Produce the records below again, word for word, but stop after the line that contains "go to stderr".

Information given section start

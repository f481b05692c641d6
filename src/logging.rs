use std::fs::OpenOptions;
use std::path::Path;
use std::sync::Mutex;

use tracing_subscriber::EnvFilter;

const DEFAULT_FILTER: &str = "taskboard=info,warn";

fn env_filter() -> EnvFilter {
    EnvFilter::try_from_default_env().unwrap_or_else(|_| EnvFilter::new(DEFAULT_FILTER))
}

/// Log to a file. The TUI owns the terminal, so nothing may go to stderr
/// while it is running.
pub fn init_file(path: &Path) -> std::io::Result<()> {
    if let Some(parent) = path.parent() {
        std::fs::create_dir_all(parent)?;
    }
    let file = OpenOptions::new().create(true).append(true).open(path)?;

    tracing_subscriber::fmt()
        .with_env_filter(env_filter())
        .with_writer(Mutex::new(file))
        .with_ansi(false)
        .with_target(true)
        .init();
    Ok(())
}

/// Log to stderr, for one-shot CLI commands
pub fn init_stderr() {
    tracing_subscriber::fmt()
        .with_env_filter(env_filter())
        .with_writer(std::io::stderr)
        .with_target(false)
        .init();
}
//! pgdeck: schema-introspected generic CRUD REST backend for PostgreSQL.

pub mod config;
pub mod error;
pub mod extractors;
pub mod handlers;
pub mod query;
pub mod response;
pub mod routes;
pub mod schema;
pub mod service;
pub mod settings;
pub mod sql;
pub mod state;
pub mod store;

pub use config::AppConfig;
pub use error::{AppError, SchemaError};
pub use routes::{common_routes, data_routes, router, schema_routes, sql_routes};
pub use schema::{SchemaRegistry, Table, TablesMap};
pub use service::{CrudService, RelationsService, SqlExecutionService};
pub use settings::{TableSettings, TableSettingsStore};
pub use state::AppState;
pub use store::{ensure_database_exists, ensure_settings_tables};
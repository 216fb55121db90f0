//! Table row handlers: list, insert, update, delete, view, and many-to-many relations.

use crate::error::AppError;
use crate::extractors::Identity;
use crate::query::{Filters, GetRowsParams, RawRow};
use crate::response::{success_many, success_many_created, success_one_ok};
use crate::service::{
    resolve_relation, CrudService, RelationsConfig, RelationsService, UpdateRelatedRowsActions,
};
use crate::state::AppState;
use axum::{
    extract::{Path, Query, State},
    response::IntoResponse,
    Json,
};
use serde::Deserialize;
use serde_json::Value;
use std::collections::HashMap;

fn body_to_row(value: Value) -> Result<RawRow, AppError> {
    match value {
        Value::Object(m) => Ok(RawRow(m)),
        _ => Err(AppError::BadRequest("body must be a JSON object".into())),
    }
}

pub async fn get_rows(
    State(state): State<AppState>,
    Path(table): Path<String>,
    Query(query): Query<HashMap<String, String>>,
) -> Result<impl IntoResponse, AppError> {
    let table = state.schema.table(&table)?;
    let params = GetRowsParams::from_query(&query, state.config.max_page_limit);
    let rows = CrudService::get_rows(&state.pool, &table, &params).await?;
    Ok(success_many(rows))
}

pub async fn insert_row(
    State(state): State<AppState>,
    identity: Identity,
    Path(table): Path<String>,
    Json(body): Json<Value>,
) -> Result<impl IntoResponse, AppError> {
    let table = state.schema.table(&table)?;
    let row = body_to_row(body)?;
    let rows = CrudService::insert_row(&state.pool, &table, &row).await?;
    tracing::info!(table = %table.name, user = identity.principal(), "row inserted");
    Ok(success_many_created(rows))
}

pub async fn update_rows(
    State(state): State<AppState>,
    identity: Identity,
    Path(table): Path<String>,
    Query(query): Query<HashMap<String, String>>,
    Json(body): Json<Value>,
) -> Result<impl IntoResponse, AppError> {
    let table = state.schema.table(&table)?;
    let filters = Filters::from_query(&query);
    let row = body_to_row(body)?;
    let rows = CrudService::update_rows(&state.pool, &table, &filters, &row).await?;
    tracing::info!(table = %table.name, user = identity.principal(), count = rows.len(), "rows updated");
    Ok(success_many(rows))
}

pub async fn delete_rows(
    State(state): State<AppState>,
    identity: Identity,
    Path(table): Path<String>,
    Query(query): Query<HashMap<String, String>>,
) -> Result<impl IntoResponse, AppError> {
    let table = state.schema.table(&table)?;
    let filters = Filters::from_query(&query);
    let rows = CrudService::delete_rows(&state.pool, &table, &filters).await?;
    tracing::info!(table = %table.name, user = identity.principal(), count = rows.len(), "rows deleted");
    Ok(success_many(rows))
}

pub async fn get_table_view(
    State(state): State<AppState>,
    Path(table): Path<String>,
    Query(query): Query<HashMap<String, String>>,
) -> Result<impl IntoResponse, AppError> {
    let table = state.schema.table(&table)?;
    let params = GetRowsParams::from_query(&query, state.config.max_page_limit);
    let settings = state.settings.get(&table);
    let view = CrudService::get_table_view(&state.pool, &table, params, &settings).await?;
    Ok(success_one_ok(view))
}

/// Relation descriptor for the relation routes; the main table comes from the path.
#[derive(Debug, Deserialize)]
#[serde(rename_all = "camelCase")]
pub struct RelationQuery {
    pub relation_table: String,
    pub join_table: String,
    #[serde(default)]
    pub bidirectional: bool,
    pub main_join_column: Option<String>,
    pub relation_join_column: Option<String>,
}

impl RelationQuery {
    fn into_config(self, main_table: String) -> RelationsConfig {
        RelationsConfig {
            main_table,
            relation_table: self.relation_table,
            join_table: self.join_table,
            bidirectional: self.bidirectional,
            main_join_column: self.main_join_column,
            relation_join_column: self.relation_join_column,
        }
    }
}

pub async fn get_related_rows(
    State(state): State<AppState>,
    Path((main_table, main_row_id)): Path<(String, String)>,
    Query(query): Query<RelationQuery>,
) -> Result<impl IntoResponse, AppError> {
    let relation = resolve_relation(&state.schema.snapshot(), &query.into_config(main_table))?;
    let rows = RelationsService::get_related_rows(&state.pool, &relation, &main_row_id).await?;
    Ok(success_many(rows))
}

/// Apply `{addIds, deleteIds}` and return the related rows after the change.
pub async fn update_related_rows(
    State(state): State<AppState>,
    identity: Identity,
    Path((main_table, main_row_id)): Path<(String, String)>,
    Query(query): Query<RelationQuery>,
    Json(actions): Json<UpdateRelatedRowsActions>,
) -> Result<impl IntoResponse, AppError> {
    let relation = resolve_relation(&state.schema.snapshot(), &query.into_config(main_table))?;
    RelationsService::update_related_rows(&state.pool, &relation, &main_row_id, &actions).await?;
    tracing::info!(
        main_table = %relation.main_table.name,
        join_table = %relation.join_table.name,
        main_row_id = %main_row_id,
        added = actions.add_ids.len(),
        deleted = actions.delete_ids.len(),
        user = identity.principal(),
        "relations updated"
    );
    let rows = RelationsService::get_related_rows(&state.pool, &relation, &main_row_id).await?;
    Ok(success_many(rows))
}
//! Runtime configuration, passed explicitly into state and services.

mod env;

pub use env::*;
//! Per-table UI/behaviour settings, persisted as one JSON document per table and cached in process.

use crate::error::AppError;
use crate::schema::Table;
use crate::service::RelationsConfig;
use crate::store::{load_settings_rows, merge_settings, TABLE_SETTINGS_KIND};
use serde::{Deserialize, Serialize};
use serde_json::{Map, Value};
use sqlx::PgPool;
use std::collections::{BTreeMap, HashMap};
use std::sync::RwLock;
use tokio::sync::Mutex;

/// Overrides the input widget the admin UI picks for a column.
#[derive(Clone, Debug, Default, PartialEq, Serialize, Deserialize)]
#[serde(rename_all = "camelCase")]
pub struct InputTypeLookup {
    #[serde(rename = "type")]
    pub input_type: String,
    #[serde(default)]
    pub is_array: bool,
    #[serde(default)]
    pub payload: Value,
}

#[derive(Clone, Debug, Default, PartialEq, Serialize, Deserialize)]
#[serde(rename_all = "camelCase")]
pub struct TableSettings {
    #[serde(default, skip_serializing_if = "String::is_empty")]
    pub view_link_pattern: String,
    #[serde(default)]
    pub table_view_select_columns: Vec<String>,
    #[serde(default)]
    pub table_view_text_filters_cols: Vec<String>,
    #[serde(default, skip_serializing_if = "BTreeMap::is_empty")]
    pub overridden_inputs: BTreeMap<String, InputTypeLookup>,
    #[serde(default, skip_serializing_if = "Vec::is_empty")]
    pub relations: Vec<RelationsConfig>,
}

impl TableSettings {
    /// Fill the view column lists from the table when unset: all columns, all text columns.
    /// Only applied to what is handed out, never persisted.
    pub fn with_defaults(mut self, table: &Table) -> Self {
        if self.table_view_select_columns.is_empty() {
            self.table_view_select_columns = table.column_names();
        }
        if self.table_view_text_filters_cols.is_empty() {
            self.table_view_text_filters_cols = table.text_column_names();
        }
        self
    }

    /// Shallow merge of `partial` over this document, validated as settings.
    pub fn merged_with(&self, partial: &Map<String, Value>) -> Result<TableSettings, AppError> {
        let mut doc = match serde_json::to_value(self) {
            Ok(Value::Object(m)) => m,
            _ => Map::new(),
        };
        for (k, v) in partial {
            doc.insert(k.clone(), v.clone());
        }
        serde_json::from_value(Value::Object(doc)).map_err(|e| AppError::Validation(e.to_string()))
    }
}

/// Cache of persisted settings keyed by table name.
///
/// Reads never hit the database. Writes go through `update`, which holds a store-wide
/// lock across the upsert and the cache refresh so the cache always holds the value
/// the database returned last.
pub struct TableSettingsStore {
    settings_schema: String,
    cache: RwLock<HashMap<String, TableSettings>>,
    write_lock: Mutex<()>,
}

impl TableSettingsStore {
    pub fn new(settings_schema: impl Into<String>) -> Self {
        TableSettingsStore {
            settings_schema: settings_schema.into(),
            cache: RwLock::new(HashMap::new()),
            write_lock: Mutex::new(()),
        }
    }

    /// Load every persisted table settings document. Invalid documents are skipped with a warning.
    pub async fn load(pool: &PgPool, settings_schema: &str) -> Result<Self, AppError> {
        let store = Self::new(settings_schema);
        let rows = load_settings_rows(pool, settings_schema, TABLE_SETTINGS_KIND).await?;
        let count = rows.len();
        for (key, config) in rows {
            match serde_json::from_value::<TableSettings>(config) {
                Ok(s) => store.put(&key, s),
                Err(e) => tracing::warn!(table = %key, error = %e, "skipping invalid table settings"),
            }
        }
        tracing::info!(count, "table settings loaded");
        Ok(store)
    }

    pub fn settings_schema(&self) -> &str {
        &self.settings_schema
    }

    fn cached(&self, table: &str) -> Option<TableSettings> {
        let guard = self.cache.read().unwrap_or_else(|e| e.into_inner());
        guard.get(table).cloned()
    }

    fn put(&self, table: &str, settings: TableSettings) {
        let mut guard = self.cache.write().unwrap_or_else(|e| e.into_inner());
        guard.insert(table.to_string(), settings);
    }

    /// Settings for `table` with view defaults applied. Tables never configured get pure defaults.
    pub fn get(&self, table: &Table) -> TableSettings {
        self.cached(&table.name).unwrap_or_default().with_defaults(table)
    }

    /// Merge `partial` into the stored document. The merged result must still be valid settings.
    pub async fn update(
        &self,
        pool: &PgPool,
        table: &Table,
        partial: &Value,
    ) -> Result<TableSettings, AppError> {
        let Value::Object(fields) = partial else {
            return Err(AppError::BadRequest("settings must be a JSON object".into()));
        };
        let _guard = self.write_lock.lock().await;
        self.cached(&table.name).unwrap_or_default().merged_with(fields)?;

        let stored = merge_settings(pool, &self.settings_schema, TABLE_SETTINGS_KIND, &table.name, partial).await?;
        let settings: TableSettings =
            serde_json::from_value(stored).map_err(|e| AppError::Validation(e.to_string()))?;
        self.put(&table.name, settings.clone());
        tracing::info!(table = %table.name, "table settings updated");
        Ok(settings.with_defaults(table))
    }
}

#[cfg(test)]
mod tests {
    use super::*;
    use crate::schema::fixtures::*;
    use serde_json::json;

    #[test]
    fn defaults_cover_all_columns_and_text_columns() {
        let store = TableSettingsStore::new("pgdeck");
        let s = store.get(&users());
        assert_eq!(s.table_view_select_columns, vec!["id", "name", "age"]);
        assert_eq!(s.table_view_text_filters_cols, vec!["name"]);
        assert!(s.view_link_pattern.is_empty());
    }

    #[test]
    fn defaults_are_not_cached() {
        let store = TableSettingsStore::new("pgdeck");
        store.get(&users());
        assert!(store.cached("users").is_none());
    }

    #[test]
    fn cached_settings_keep_explicit_lists() {
        let store = TableSettingsStore::new("pgdeck");
        store.put(
            "users",
            TableSettings {
                table_view_select_columns: vec!["name".into()],
                view_link_pattern: "/u/{id}".into(),
                ..Default::default()
            },
        );
        let s = store.get(&users());
        assert_eq!(s.table_view_select_columns, vec!["name"]);
        assert_eq!(s.table_view_text_filters_cols, vec!["name"]);
        assert_eq!(s.view_link_pattern, "/u/{id}");
    }

    #[test]
    fn merge_overrides_and_retains() {
        let current = TableSettings {
            view_link_pattern: "/a".into(),
            table_view_select_columns: vec!["id".into()],
            ..Default::default()
        };
        let partial = json!({"viewLinkPattern": "/b"});
        let merged = current.merged_with(partial.as_object().unwrap()).unwrap();
        assert_eq!(merged.view_link_pattern, "/b");
        assert_eq!(merged.table_view_select_columns, vec!["id"]);
    }

    #[test]
    fn merge_rejects_ill_typed_fields() {
        let partial = json!({"tableViewSelectColumns": "id"});
        let err = TableSettings::default().merged_with(partial.as_object().unwrap()).unwrap_err();
        assert!(matches!(err, AppError::Validation(_)));
    }

    #[test]
    fn document_shape() {
        let s: TableSettings = serde_json::from_value(json!({
            "overriddenInputs": {"bio": {"type": "markdown", "isArray": false, "payload": null}},
            "relations": [{"mainTable": "users", "relationTable": "tags", "joinTable": "user_tags"}]
        }))
        .unwrap();
        assert_eq!(s.overridden_inputs["bio"].input_type, "markdown");
        assert_eq!(s.relations[0].join_table, "user_tags");
        assert!(!s.relations[0].bidirectional);
    }

    #[tokio::test]
    async fn update_requires_object() {
        let pool = sqlx::postgres::PgPoolOptions::new()
            .connect_lazy("postgres://nobody@127.0.0.1:1/none")
            .unwrap();
        let store = TableSettingsStore::new("pgdeck");
        let err = store.update(&pool, &users(), &json!([1])).await.unwrap_err();
        assert!(matches!(err, AppError::BadRequest(_)));
        let err = store
            .update(&pool, &users(), &json!({"relations": "nope"}))
            .await
            .unwrap_err();
        assert!(matches!(err, AppError::Validation(_)));
    }
}
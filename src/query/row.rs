//! Row payloads for insert/update.

use crate::schema::{Column, Table};
use crate::sql::PgBindValue;
use serde::{Deserialize, Serialize};
use serde_json::{Map, Value};

/// Client-supplied column assignments. Unknown keys are dropped, not rejected.
#[derive(Clone, Debug, Default, Serialize, Deserialize)]
#[serde(transparent)]
pub struct RawRow(pub Map<String, Value>);

/// A payload entry that survived schema validation, with its bind position.
#[derive(Clone, Debug)]
pub struct BoundColumn<'t> {
    pub column: &'t Column,
    pub value: PgBindValue,
    pub position: usize,
}

impl BoundColumn<'_> {
    pub fn placeholder(&self) -> String {
        self.column.cast_placeholder(self.position)
    }
}

impl RawRow {
    /// Keep only entries naming a column of `table`; positions start after `params_offset`.
    pub fn bind_columns<'t>(&self, table: &'t Table, params_offset: usize) -> Vec<BoundColumn<'t>> {
        self.0
            .iter()
            .filter_map(|(name, value)| table.column(name).map(|c| (c, value)))
            .enumerate()
            .map(|(i, (column, value))| BoundColumn {
                column,
                value: PgBindValue::from_json(value, &column.reg_type),
                position: params_offset + i + 1,
            })
            .collect()
    }
}

impl From<Map<String, Value>> for RawRow {
    fn from(m: Map<String, Value>) -> Self {
        RawRow(m)
    }
}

Information given section end

Problem solution:
repository f481b05692c641d6
filename src/logging.rs
use std::fs::OpenOptions;
use std::path::Path;
use std::sync::Mutex;

use tracing_subscriber::EnvFilter;

const DEFAULT_FILTER: &str = "taskboard=info,warn";

fn env_filter() -> EnvFilter {
    EnvFilter::try_from_default_env().unwrap_or_else(|_| EnvFilter::new(DEFAULT_FILTER))
}

/// Log to a file. The TUI owns the terminal, so nothing may go to stderr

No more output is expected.